California voters have a history of turning against their state leadership. They ignited a national tax revolt by passing Proposition 13 in 1976 and stunned the Democratic establishment by turning out Mr. Davis over an energy crisis and an increase in vehicle licensing fees.
Since then, however, the state has undergone a political shift to the left as middle-class residents leave for less-expensive pastures, raising doubts about whether California has enough feisty anti-tax voters left to upend SB1.
“The state has drifted leftward in the past decade, so the prospects for another tax revolt are questionable,” said John J. Pitney, a politics professor at Claremont McKenna College. “But if the economy goes down or gas prices shoot up, anti-tax sentiment could surge again.”
The new law is expected to raise $5.2 billion per year over 10 years. The fuel tax hikes take effect on Nov. 1, and the additional “transportation improvement fee” assessed on each vehicle kicks in on Jan. 1.
“Safe and smooth roads make California a better place to live and strengthen our economy,” Mr. Brown said in his April 28 announcement. “This legislation will put thousands of people to work.”
In response to criticism that the Legislature routinely diverts road repair dollars to the general fund, lawmakers agreed to place a constitutional amendment on the June 2018 ballot that bars SB1 funding from being used for anything but transportation.
None of the funding goes to creating new roads or expanding existing ones, which irks opponents, given the state’s well-known congestion woes.
“This new gas tax will do absolutely nothing to alleviate traffic because it explicitly states that this will not build any new capacity, no new lanes, anywhere in California,” said Mr. Allen. “So if Californians don’t like their traffic today, they’re going to like it even less in the future when they’re stuck in the exact same traffic and paying even more for their fuel.”

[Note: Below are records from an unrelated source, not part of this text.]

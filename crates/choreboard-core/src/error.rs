//! Core error types for choreboard-core.
//!
//! The celebration queue and assignment sequencer treat misuse as a no-op,
//! so most of this hierarchy covers the edges: storage, configuration and
//! validation of incoming celebration payloads.

use std::path::PathBuf;
use thiserror::Error;

/// Core error type for choreboard-core.
#[derive(Error, Debug)]
pub enum CoreError {
    /// Database-related errors
    #[error("Database error: {0}")]
    Database(#[from] DatabaseError),

    /// Configuration-related errors
    #[error("Configuration error: {0}")]
    Config(#[from] ConfigError),

    /// Validation errors
    #[error("Validation error: {0}")]
    Validation(#[from] ValidationError),

    /// IO errors
    #[error("IO error: {0}")]
    Io(#[from] std::io::Error),

    /// The celebration driver task has exited and no longer accepts commands
    #[error("Celebration driver is no longer running")]
    DriverStopped,

    /// Generic errors with context
    #[error("{0}")]
    Custom(String),
}

/// Database-specific errors.
#[derive(Error, Debug)]
pub enum DatabaseError {
    /// Failed to open database connection
    #[error("Failed to open database at {path}: {source}")]
    OpenFailed {
        path: PathBuf,
        #[source]
        source: rusqlite::Error,
    },

    /// Query execution failed
    #[error("Query failed: {0}")]
    QueryFailed(String),

    /// Migration failed
    #[error("Database migration failed: {0}")]
    MigrationFailed(String),

    /// Database is locked
    #[error("Database is locked")]
    Locked,
}

/// Configuration-specific errors.
#[derive(Error, Debug)]
pub enum ConfigError {
    /// Failed to load configuration
    #[error("Failed to load configuration from {path}: {message}")]
    LoadFailed { path: PathBuf, message: String },

    /// Failed to save configuration
    #[error("Failed to save configuration to {path}: {message}")]
    SaveFailed { path: PathBuf, message: String },

    /// Invalid configuration value
    #[error("Invalid configuration value for '{key}': {message}")]
    InvalidValue { key: String, message: String },

    /// Key does not exist in the configuration tree
    #[error("Unknown configuration key: {0}")]
    UnknownKey(String),

    /// Failed to parse configuration
    #[error("Failed to parse configuration: {0}")]
    ParseFailed(String),
}

/// Validation errors.
#[derive(Error, Debug, Clone, PartialEq, Eq)]
pub enum ValidationError {
    /// A required payload field is empty
    #[error("Missing required field '{field}' on {kind}")]
    MissingField { kind: String, field: String },
}

impl From<rusqlite::Error> for DatabaseError {
    fn from(err: rusqlite::Error) -> Self {
        match &err {
            rusqlite::Error::SqliteFailure(err, _msg) => {
                if err.code == rusqlite::ErrorCode::DatabaseLocked
                    || err.code == rusqlite::ErrorCode::DatabaseBusy
                {
                    DatabaseError::Locked
                } else {
                    DatabaseError::QueryFailed(err.to_string())
                }
            }
            _ => DatabaseError::QueryFailed(err.to_string()),
        }
    }
}

impl From<rusqlite::Error> for CoreError {
    fn from(err: rusqlite::Error) -> Self {
        CoreError::Database(err.into())
    }
}

/// Result type alias for CoreError
pub type Result<T, E = CoreError> = std::result::Result<T, E>;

The repeal’s odds of success may be presaged by the outcome of the recall. The proposal needs 63,593 valid signatures by Oct. 16 to qualify for the ballot, but Mr. DeMaio predicted on the air that it would take as little as six weeks to meet the threshold.

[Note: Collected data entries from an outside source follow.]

//! Celebration queue state machine.
//!
//! The queue owns a FIFO backlog and a single "current" slot. It performs no
//! I/O and starts no timers itself: every mutation returns a [`Transition`]
//! listing the events it produced and, at most, one timer the caller must arm.
//! When that timer elapses the caller feeds it back through
//! [`CelebrationQueue::fire`].
//!
//! ## State Transitions
//!
//! ```text
//! Idle --promote--> Showing(visible) --display timer--> Showing(hiding)
//!   ^                    |                                   |
//!   |                complete_current                    exit timer
//!   +--------------------+-----------------------------------+
//! ```
//!
//! Leaving `Showing` always re-runs promotion, so a non-empty backlog goes
//! straight back to `Showing` with the next item.

use std::collections::VecDeque;
use std::time::Duration;

use chrono::{DateTime, Utc};
use serde::{Deserialize, Serialize};
use tracing::{debug, trace};

use super::item::{CelebrationItem, CelebrationKind, DisplayToken};
use crate::error::ValidationError;
use crate::events::{ClearReason, Event};

/// Which of the two per-display timers elapsed.
#[derive(Debug, Clone, Copy, PartialEq, Eq, Serialize, Deserialize)]
#[serde(rename_all = "lowercase")]
pub enum TimerPhase {
    /// Visible period is over; start the exit animation.
    Display,
    /// Exit grace period is over; free the slot.
    Exit,
}

/// A timer the caller must start on the queue's behalf.
#[derive(Debug, Clone, Copy, PartialEq, Eq)]
pub struct TimerRequest {
    pub token: DisplayToken,
    pub phase: TimerPhase,
    pub after: Duration,
}

/// Result of one queue mutation.
#[derive(Debug, Clone, Default, PartialEq)]
pub struct Transition {
    pub events: Vec<Event>,
    /// Timer to arm. Any previously armed timer is stale from now on.
    pub arm: Option<TimerRequest>,
}

impl Transition {
    pub fn is_noop(&self) -> bool {
        self.events.is_empty() && self.arm.is_none()
    }

    fn merge(&mut self, next: Transition) {
        self.events.extend(next.events);
        if next.arm.is_some() {
            self.arm = next.arm;
        }
    }
}

/// How long each kind of celebration stays on screen.
#[derive(Debug, Clone, Copy, PartialEq, Eq)]
pub struct CelebrationTimings {
    pub badge_display: Duration,
    pub goal_display: Duration,
    pub milestone_display: Duration,
    /// Time between hiding an overlay and freeing the slot.
    pub exit_grace: Duration,
    /// Safety-net re-evaluation interval for drivers. `None` disables it.
    pub idle_check: Option<Duration>,
}

impl Default for CelebrationTimings {
    fn default() -> Self {
        Self {
            badge_display: Duration::from_millis(2000),
            goal_display: Duration::from_millis(2000),
            milestone_display: Duration::from_millis(5000),
            exit_grace: Duration::from_millis(300),
            idle_check: Some(Duration::from_millis(100)),
        }
    }
}

impl CelebrationTimings {
    pub fn display_for(&self, kind: CelebrationKind) -> Duration {
        match kind {
            CelebrationKind::Badge => self.badge_display,
            CelebrationKind::Goal => self.goal_display,
            CelebrationKind::Milestone => self.milestone_display,
        }
    }
}

/// The item occupying the current slot.
#[derive(Debug, Clone, PartialEq, Serialize)]
pub struct CelebrationState {
    pub token: DisplayToken,
    pub item: CelebrationItem,
    /// `false` once the display timer fired and the exit animation runs.
    pub visible: bool,
    pub shown_at: DateTime<Utc>,
}

/// FIFO celebration queue with a single display slot.
#[derive(Debug, Clone)]
pub struct CelebrationQueue {
    timings: CelebrationTimings,
    backlog: VecDeque<CelebrationItem>,
    current: Option<CelebrationState>,
    next_token: u64,
}

impl Default for CelebrationQueue {
    fn default() -> Self {
        Self::new(CelebrationTimings::default())
    }
}

impl CelebrationQueue {
    pub fn new(timings: CelebrationTimings) -> Self {
        Self {
            timings,
            backlog: VecDeque::new(),
            current: None,
            next_token: 1,
        }
    }

    // ── Queries ──────────────────────────────────────────────────────

    pub fn current(&self) -> Option<&CelebrationState> {
        self.current.as_ref()
    }

    pub fn backlog_len(&self) -> usize {
        self.backlog.len()
    }

    /// Items waiting behind the current one, in display order.
    pub fn backlog(&self) -> impl Iterator<Item = &CelebrationItem> {
        self.backlog.iter()
    }

    /// Nothing showing and nothing waiting.
    pub fn is_idle(&self) -> bool {
        self.current.is_none() && self.backlog.is_empty()
    }

    pub fn timings(&self) -> &CelebrationTimings {
        &self.timings
    }

    // ── Commands ─────────────────────────────────────────────────────

    /// Append an item to the backlog and promote it if the slot is free.
    ///
    /// # Errors
    /// Returns the item's validation error; the queue is left untouched.
    pub fn enqueue(&mut self, item: CelebrationItem) -> Result<Transition, ValidationError> {
        item.validate()?;
        let kind = item.kind();
        self.backlog.push_back(item);
        debug!(%kind, backlog_len = self.backlog.len(), "celebration queued");

        let mut transition = Transition {
            events: vec![Event::CelebrationQueued {
                kind,
                backlog_len: self.backlog.len(),
                at: Utc::now(),
            }],
            arm: None,
        };
        transition.merge(self.reevaluate());
        Ok(transition)
    }

    /// Dismiss the current item right away (e.g. the user tapped it).
    ///
    /// Does nothing when the slot is empty. Timers armed for the dismissed
    /// item become stale.
    pub fn complete_current(&mut self) -> Transition {
        let Some(state) = self.current.take() else {
            trace!("complete_current with empty slot ignored");
            return Transition::default();
        };
        debug!(token = %state.token, "celebration completed early");

        let mut transition = Transition {
            events: vec![Event::CelebrationCleared {
                token: state.token,
                reason: ClearReason::Completed,
                at: Utc::now(),
            }],
            arm: None,
        };
        transition.merge(self.reevaluate());
        transition
    }

    /// Promote the head of the backlog if the slot is empty.
    pub fn reevaluate(&mut self) -> Transition {
        if self.current.is_some() {
            return Transition::default();
        }
        let Some(item) = self.backlog.pop_front() else {
            return Transition::default();
        };

        let token = DisplayToken::new(self.next_token);
        self.next_token += 1;
        let kind = item.kind();
        let shown_for = self.timings.display_for(kind);
        let display_ms = shown_for.as_millis() as u64;
        let title = item.title().to_string();
        debug!(%token, %kind, display_ms, "celebration promoted");

        self.current = Some(CelebrationState {
            token,
            item,
            visible: true,
            shown_at: Utc::now(),
        });

        Transition {
            events: vec![Event::CelebrationShown {
                token,
                kind,
                title,
                display_ms,
                at: Utc::now(),
            }],
            arm: Some(TimerRequest {
                token,
                phase: TimerPhase::Display,
                after: shown_for,
            }),
        }
    }

    /// Handle an elapsed timer.
    ///
    /// A timer only acts on the display it was armed for: a token that is not
    /// current, or a phase that does not match the current visibility, is
    /// ignored.
    pub fn fire(&mut self, token: DisplayToken, phase: TimerPhase) -> Transition {
        let Some(state) = self.current.as_mut() else {
            trace!(%token, ?phase, "timer fired with empty slot");
            return Transition::default();
        };
        if state.token != token {
            trace!(%token, current = %state.token, ?phase, "stale timer ignored");
            return Transition::default();
        }

        match phase {
            TimerPhase::Display => {
                if !state.visible {
                    return Transition::default();
                }
                state.visible = false;
                debug!(%token, "celebration hiding");
                Transition {
                    events: vec![Event::CelebrationHiding {
                        token,
                        at: Utc::now(),
                    }],
                    arm: Some(TimerRequest {
                        token,
                        phase: TimerPhase::Exit,
                        after: self.timings.exit_grace,
                    }),
                }
            }
            TimerPhase::Exit => {
                if state.visible {
                    return Transition::default();
                }
                self.current = None;
                debug!(%token, "celebration expired");
                let mut transition = Transition {
                    events: vec![Event::CelebrationCleared {
                        token,
                        reason: ClearReason::Expired,
                        at: Utc::now(),
                    }],
                    arm: None,
                };
                transition.merge(self.reevaluate());
                transition
            }
        }
    }
}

Mr. DeMaio, a former San Diego City Council member, said the recall has been dismissed in Sacramento as “nothing more than just a bunch of radio talk show hosts just stirring the pot,” but that the political winds may be shifting.
He said the scuttlebutt is that a Democratic state senator recently “screamed at her colleagues, in particular the state Senate leader Kevin de Leon. She said that she’s hearing an earful from her constituents on this car-and-gas tax, and she feels like they made a bad decision.”

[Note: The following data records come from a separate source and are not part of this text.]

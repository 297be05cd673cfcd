//! Chore tasks as seen by the prompt sequencer, and where they come from.

use std::sync::{Arc, Mutex, PoisonError};

use chrono::{DateTime, Utc};
use serde::{Deserialize, Serialize};

/// A chore as mirrored from the family's shared task list.
#[derive(Debug, Clone, PartialEq, Eq, Serialize, Deserialize)]
pub struct ChoreTask {
    pub id: String,
    pub title: String,
    /// Member the chore is assigned to.
    #[serde(default)]
    pub assigned_to: Option<String>,
    /// Member who made the assignment.
    #[serde(default)]
    pub assigned_by: Option<String>,
    #[serde(default)]
    pub completed: bool,
    #[serde(default)]
    pub points: u32,
    #[serde(default)]
    pub due_at: Option<DateTime<Utc>>,
}

impl ChoreTask {
    pub fn new(id: impl Into<String>, title: impl Into<String>) -> Self {
        Self {
            id: id.into(),
            title: title.into(),
            assigned_to: None,
            assigned_by: None,
            completed: false,
            points: 0,
            due_at: None,
        }
    }

    pub fn assigned(mut self, to: impl Into<String>, by: impl Into<String>) -> Self {
        self.assigned_to = Some(to.into());
        self.assigned_by = Some(by.into());
        self
    }

    pub fn completed(mut self) -> Self {
        self.completed = true;
        self
    }

    /// True when someone else handed this open chore to `user_id`.
    ///
    /// Seen markers are not considered here.
    pub fn is_assignment_for(&self, user_id: &str) -> bool {
        let Some(to) = self.assigned_to.as_deref() else {
            return false;
        };
        let Some(by) = self.assigned_by.as_deref() else {
            return false;
        };
        to == user_id && by != to && !self.completed
    }
}

/// Source of the live task list.
///
/// Implementations return a snapshot in the list's own order; the sequencer
/// never re-sorts it.
pub trait TaskProvider {
    fn tasks(&self) -> Vec<ChoreTask>;
}

impl TaskProvider for Vec<ChoreTask> {
    fn tasks(&self) -> Vec<ChoreTask> {
        self.clone()
    }
}

impl<P: TaskProvider + ?Sized> TaskProvider for &P {
    fn tasks(&self) -> Vec<ChoreTask> {
        (**self).tasks()
    }
}

/// Task list shared between the code that syncs it and a sequencer.
#[derive(Debug, Clone, Default)]
pub struct SharedTaskList {
    inner: Arc<Mutex<Vec<ChoreTask>>>,
}

impl SharedTaskList {
    pub fn new(tasks: Vec<ChoreTask>) -> Self {
        Self {
            inner: Arc::new(Mutex::new(tasks)),
        }
    }

    /// Replace the whole list, e.g. after a backend sync.
    pub fn replace(&self, tasks: Vec<ChoreTask>) {
        *self.inner.lock().unwrap_or_else(PoisonError::into_inner) = tasks;
    }

    /// Edit the list in place.
    pub fn update<F: FnOnce(&mut Vec<ChoreTask>)>(&self, f: F) {
        f(&mut self.inner.lock().unwrap_or_else(PoisonError::into_inner));
    }
}

impl TaskProvider for SharedTaskList {
    fn tasks(&self) -> Vec<ChoreTask> {
        self.inner
            .lock()
            .unwrap_or_else(PoisonError::into_inner)
            .clone()
    }
}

Mr. Newman is taking the recall seriously. He has hired the San Dimas political consulting firm Overland Strategies to help fight the recall effort and defended his vote in an interview on the “Hourly Struggle” podcast.
“It wasn’t an easy vote,” Mr. Newman said. “I don’t like raising taxes. I asked I think appropriate questions as to: ’Is this necessary, what are the alternatives?’ And again I was persuaded that in the current fiscal environment that there weren’t alternatives. That was the basis for my vote.”
In addition, Mr. Brown has taken the unusual step of agreeing to headline a May 23 fundraiser for Mr. Newman in Sacramento, according to the Los Angeles Times.
“When voters learn the facts on the recall effort, I don’t think they’re going to be too happy about a special election being pushed on false pretenses by a failed politician from San Diego and which is going to cost the taxpayers over $2 million,” Mr. Newman said in a statement. “It’s just more politics as usual, and it’s exactly what I ran to change in the first place.”
Still, the recall proponents say they like their odds. “We’ve gotten a tremendous response,” Mr. Kobylt said. “It’s more response than we’ve gotten on anything in several years.”